NHKよ、「値下げ」しなさい
Japan In-depth / 2018年1月18日 12時39分
安倍宏行(Japan In-depth 編集長・ジャーナリスト)
「編集長の眼」
【まとめ】
・NHKが3か年計画を発表。受信料値下げは3年で174億円と小規模。
・剰余金もあり、無駄を省けば「値下げ」は可能。
・公共放送としての役割も議論すべき。
【注:この記事には複数の写真が含まれています。サイトによっては写真説明と出典のみ記されていることがあります。その場合はJapan In-depthのサイトhttp://japan-indepth.jp/?p=38088でお読みください。】
しらっと「値下げ」を見送ったのに呆れた人も多かったのではないか。
正確に言うと「見送った」訳ではない。その中身に呆れたという話だ。
■3か年計画
NHKが3か年計画を発表した。その中で、従来からの懸案である受信料の「値下げ」(受信料負担軽減策)については、「奨学金受給対象などの学生への免除」(3か年50億円)など3か年で総額174億円の規模にとどまっている。(図1)
図1)受信料負担軽減策の概要
出典)NHK経営計画(2018-2020)
各年度では2018年度が6億円、19年度が74億円、20年度で94億円、合計3か年で174億円という規模の小ささだ。
これは到底「値下げ」とは言えないだろう。
そもそも「値下げ」論議は、NHKの籾井勝人前会長ら執行部が2016年11月8日の経営委員会で、50円程度の値下げを提案した時からくすぶっている。NHKの子会社13社の利益剰余金は、平成27年度末時点で計948億円もある。会計検査院がこの利益剰余金をNHKへ還元せい、と指摘したことに対応し、17年度子会社による配当額が総額84億円になった経緯がある。それでもなお剰余金は残っており、「値下げ」余力は十分にあるといってよい。
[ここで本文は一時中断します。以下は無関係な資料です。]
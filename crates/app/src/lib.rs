// Copyright 2025 Crrow
//
// Licensed under the Apache License, Version 2.0 (the "License");
// you may not use this file except in compliance with the License.
// You may obtain a copy of the License at
//
//      http://www.apache.org/licenses/LICENSE-2.0
//
// Unless required by applicable law or agreed to in writing, software
// distributed under the License is distributed on an "AS IS" BASIS,
// WITHOUT WARRANTIES OR CONDITIONS OF ANY KIND, either express or implied.
// See the License for the specific language governing permissions and
// limitations under the License.

//! Broker lifecycle: storage registry, memcache listener and shutdown
//! signalling wired together.

use std::{
    net::SocketAddr,
    sync::{
        Arc,
        atomic::{AtomicBool, Ordering},
    },
};

use bon::Builder;
use roost_common_storage_queue::{QueueConfig, QueueRegistry, QueueRegistryBuilder};
use roost_common_telemetry as telemetry;
use roost_server::{MemcacheServerConfig, start_memcache_server};
use serde::{Deserialize, Serialize};
use smart_default::SmartDefault;
use snafu::{ResultExt, Whatever};
use tokio::{sync::oneshot, task::JoinHandle};
use tokio_util::sync::CancellationToken;
use tracing::{info, warn};

#[derive(SmartDefault)]
pub struct App {
    /// Application configuration
    pub config:             AppConfig,
    /// Set while the listener is accepting
    #[default(_code = "Arc::new(AtomicBool::new(false))")]
    pub running:            Arc<AtomicBool>,
    /// Cancelled to request a broker shutdown, by a signal or a client
    #[default(_code = "CancellationToken::new()")]
    pub cancellation_token: CancellationToken,
}

#[derive(Debug, Clone, Serialize, Deserialize, SmartDefault, Builder)]
#[serde(default)]
pub struct AppConfig {
    /// memcache listener configuration
    #[builder(default)]
    pub server:                   MemcacheServerConfig,
    /// Queue storage configuration
    #[builder(default)]
    pub storage:                  QueueConfig,
    /// Logging configuration
    #[builder(default)]
    pub logging:                  telemetry::LoggingOptions,
    /// Also stop on SIGINT and SIGTERM, not only on a client `shutdown`
    #[default = true]
    #[builder(default = true)]
    pub enable_graceful_shutdown: bool,
}

impl AppConfig {
    #[must_use]
    pub fn open(self) -> App {
        App {
            config: self,
            ..Default::default()
        }
    }
}

pub struct AppHandle {
    running:            Arc<AtomicBool>,
    cancellation_token: CancellationToken,
    local_addr:         SocketAddr,
    registry:           Arc<QueueRegistry>,
    stopped_rx:         Option<oneshot::Receiver<()>>,
    task:               JoinHandle<()>,
}

impl AppHandle {
    /// Requests a graceful shutdown, as a client `shutdown` command would.
    pub fn shutdown(&self) {
        info!("Initiating graceful shutdown");
        self.cancellation_token.cancel();
    }

    #[must_use]
    pub fn is_running(&self) -> bool { self.running.load(Ordering::SeqCst) }

    /// Address the listener is bound to.
    #[must_use]
    pub const fn local_addr(&self) -> SocketAddr { self.local_addr }

    #[must_use]
    pub fn registry(&self) -> &Arc<QueueRegistry> { &self.registry }

    /// Waits until the listener has stopped and every queue is closed.
    pub async fn wait_for_shutdown(mut self) {
        if let Some(stopped_rx) = self.stopped_rx.take() {
            let _ = stopped_rx.await;
        }
        if let Err(e) = (&mut self.task).await {
            warn!(error = %e, "Shutdown task failed");
        }
    }
}

impl App {
    /// Opens the registry, binds the listener and spawns the task that tears
    /// both down once shutdown is requested.
    ///
    /// # Errors
    /// Fails if the spool directory is unusable or the address cannot be
    /// bound.
    pub async fn start(&self) -> Result<AppHandle, Whatever> {
        let storage = self.config.storage.clone();
        std::fs::create_dir_all(&storage.base_path).with_whatever_context(|_| {
            format!("Failed to create spool directory {}", storage.base_path.display())
        })?;
        let registry = Arc::new(
            QueueRegistryBuilder::from_config(storage)
                .build()
                .whatever_context("Failed to open queue registry")?,
        );

        let mut server = start_memcache_server(
            self.config.server.clone(),
            Arc::clone(&registry),
            self.cancellation_token.clone(),
        )
        .await
        .whatever_context("Failed to start memcache server")?;
        server
            .wait_for_start()
            .await
            .whatever_context("memcache server failed to start")?;
        let local_addr = server.local_addr();

        self.running.store(true, Ordering::SeqCst);
        info!(
            addr = %local_addr,
            spool = %self.config.storage.base_path.display(),
            storage = %self.config.storage.storage_kind,
            "roost started"
        );

        let (stopped_tx, stopped_rx) = oneshot::channel::<()>();
        let running = Arc::clone(&self.running);
        let cancellation_token = self.cancellation_token.clone();
        let enable_graceful_shutdown = self.config.enable_graceful_shutdown;
        let task_registry = Arc::clone(&registry);

        let task = tokio::spawn(async move {
            if enable_graceful_shutdown {
                shutdown_signal(&cancellation_token).await;
            } else {
                cancellation_token.cancelled().await;
            }

            info!("Shutting down memcache server");
            server.shutdown();
            if let Err(e) = server.wait_for_stop().await {
                warn!(error = %e, "memcache server did not stop cleanly");
            }
            task_registry.shutdown();
            running.store(false, Ordering::SeqCst);
            info!("roost shutdown complete");
            let _ = stopped_tx.send(());
        });

        Ok(AppHandle {
            running: Arc::clone(&self.running),
            cancellation_token: self.cancellation_token.clone(),
            local_addr,
            registry,
            stopped_rx: Some(stopped_rx),
            task,
        })
    }

    /// Installs logging, runs the broker and blocks until it has shut down.
    ///
    /// # Errors
    /// Fails if logging cannot be installed or the broker cannot start.
    pub async fn run(self) -> Result<(), Whatever> {
        let _guards = telemetry::init_global_logging("roost", &self.config.logging)
            .whatever_context("Failed to initialize logging")?;
        telemetry::set_panic_hook();

        let handle = self.start().await?;
        handle.wait_for_shutdown().await;
        Ok(())
    }
}

async fn shutdown_signal(shutdown_request: &CancellationToken) {
    let ctrl_c = async {
        if let Err(e) = tokio::signal::ctrl_c().await {
            warn!(error = %e, "Failed to listen for Ctrl+C");
            std::future::pending::<()>().await;
        }
    };

    #[cfg(unix)]
    let terminate = async {
        match tokio::signal::unix::signal(tokio::signal::unix::SignalKind::terminate()) {
            Ok(mut signal) => {
                signal.recv().await;
            }
            Err(e) => {
                warn!(error = %e, "Failed to install SIGTERM handler");
                std::future::pending::<()>().await;
            }
        }
    };

    #[cfg(not(unix))]
    let terminate = std::future::pending::<()>();

    tokio::select! {
        () = ctrl_c => { info!("Received Ctrl+C signal"); },
        () = terminate => { info!("Received terminate signal"); },
        () = shutdown_request.cancelled() => { info!("Received shutdown request"); },
    }
    shutdown_request.cancel();
}

#[cfg(test)]
mod tests {
    use std::time::Duration;

    use roost_common_storage_queue::StorageKind;
    use tempfile::TempDir;
    use tokio::{
        io::{AsyncReadExt, AsyncWriteExt},
        net::TcpStream,
    };

    use super::*;

    fn test_config(temp_dir: &TempDir) -> AppConfig {
        AppConfig::builder()
            .server(
                MemcacheServerConfig::builder()
                    .bind_address("127.0.0.1:0".to_string())
                    .build(),
            )
            .storage(QueueConfig {
                base_path: temp_dir.path().join("spool"),
                ..Default::default()
            })
            .enable_graceful_shutdown(false)
            .build()
    }

    async fn roundtrip(stream: &mut TcpStream, request: &[u8], expected: &[u8]) {
        stream.write_all(request).await.unwrap();
        let mut buf = vec![0u8; expected.len()];
        stream.read_exact(&mut buf).await.unwrap();
        assert_eq!(buf, expected);
    }

    #[tokio::test]
    async fn test_app_creation() {
        let app = AppConfig::default().open();
        assert!(!app.running.load(Ordering::SeqCst));
        assert!(app.config.enable_graceful_shutdown);
        assert_eq!(app.config.storage.storage_kind, StorageKind::Transactional);
    }

    #[tokio::test]
    async fn test_start_creates_spool_and_serves() {
        telemetry::init_default_ut_logging();
        let temp_dir = TempDir::new().unwrap();
        let app = test_config(&temp_dir).open();
        let handle = app.start().await.unwrap();
        assert!(handle.is_running());
        assert!(temp_dir.path().join("spool").is_dir());

        let mut stream = TcpStream::connect(handle.local_addr()).await.unwrap();
        roundtrip(&mut stream, b"set jobs 0 0 3\r\nabc\r\n", b"STORED\r\n").await;
        roundtrip(&mut stream, b"get jobs\r\n", b"VALUE jobs 0 3\r\nabc\r\nEND\r\n").await;

        handle.shutdown();
        tokio::time::timeout(Duration::from_secs(5), handle.wait_for_shutdown())
            .await
            .unwrap();
        assert!(!app.running.load(Ordering::SeqCst));
    }

    #[tokio::test]
    async fn test_client_shutdown_stops_app() {
        let temp_dir = TempDir::new().unwrap();
        let app = test_config(&temp_dir).open();
        let handle = app.start().await.unwrap();
        let registry = Arc::clone(handle.registry());

        let mut stream = TcpStream::connect(handle.local_addr()).await.unwrap();
        roundtrip(&mut stream, b"set mail 0 0 2\r\nhi\r\n", b"STORED\r\n").await;
        stream.write_all(b"shutdown\r\n").await.unwrap();

        tokio::time::timeout(Duration::from_secs(5), handle.wait_for_shutdown())
            .await
            .unwrap();
        assert!(registry.is_shutdown());
        assert!(app.cancellation_token.is_cancelled());

        // The stored item survives the restart.
        let handle = test_config(&temp_dir).open().start().await.unwrap();
        let mut stream = TcpStream::connect(handle.local_addr()).await.unwrap();
        roundtrip(&mut stream, b"get mail\r\n", b"VALUE mail 0 2\r\nhi\r\nEND\r\n").await;
        handle.shutdown();
        handle.wait_for_shutdown().await;
    }

    #[tokio::test]
    async fn test_unwritable_spool_fails_start() {
        let temp_dir = TempDir::new().unwrap();
        let blocker = temp_dir.path().join("file");
        std::fs::write(&blocker, b"x").unwrap();
        let config = AppConfig::builder()
            .server(
                MemcacheServerConfig::builder()
                    .bind_address("127.0.0.1:0".to_string())
                    .build(),
            )
            .storage(QueueConfig {
                base_path: blocker.join("spool"),
                ..Default::default()
            })
            .build();

        assert!(config.open().start().await.is_err());
    }
}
そして、本体の受信料収入も増加傾向にある。NHK自身も3か年計画で負担軽減策を加味してもオリンピックに向け受信料収入は増え続け、20年度には7100億円に達する計画だ。(図2、図3)
図2)NHK受信料収入の推移と負担軽減策による影響
出典)NHK経営計画(2018-2020)
図3)NHK 収支計画(一般勘定)
出典)NHK経営計画(2018-2020)
NHKは4K・8Kスーパーハイビジョンやインターネットサービスなどに財源を重点的に配分するとしているが、安定的に受信料収入がある公営放送として、繰越金924億円(17年度)というのはいかにも多すぎるのではないか?
「値下げ」が出来ない理由はどこにも見当たらない。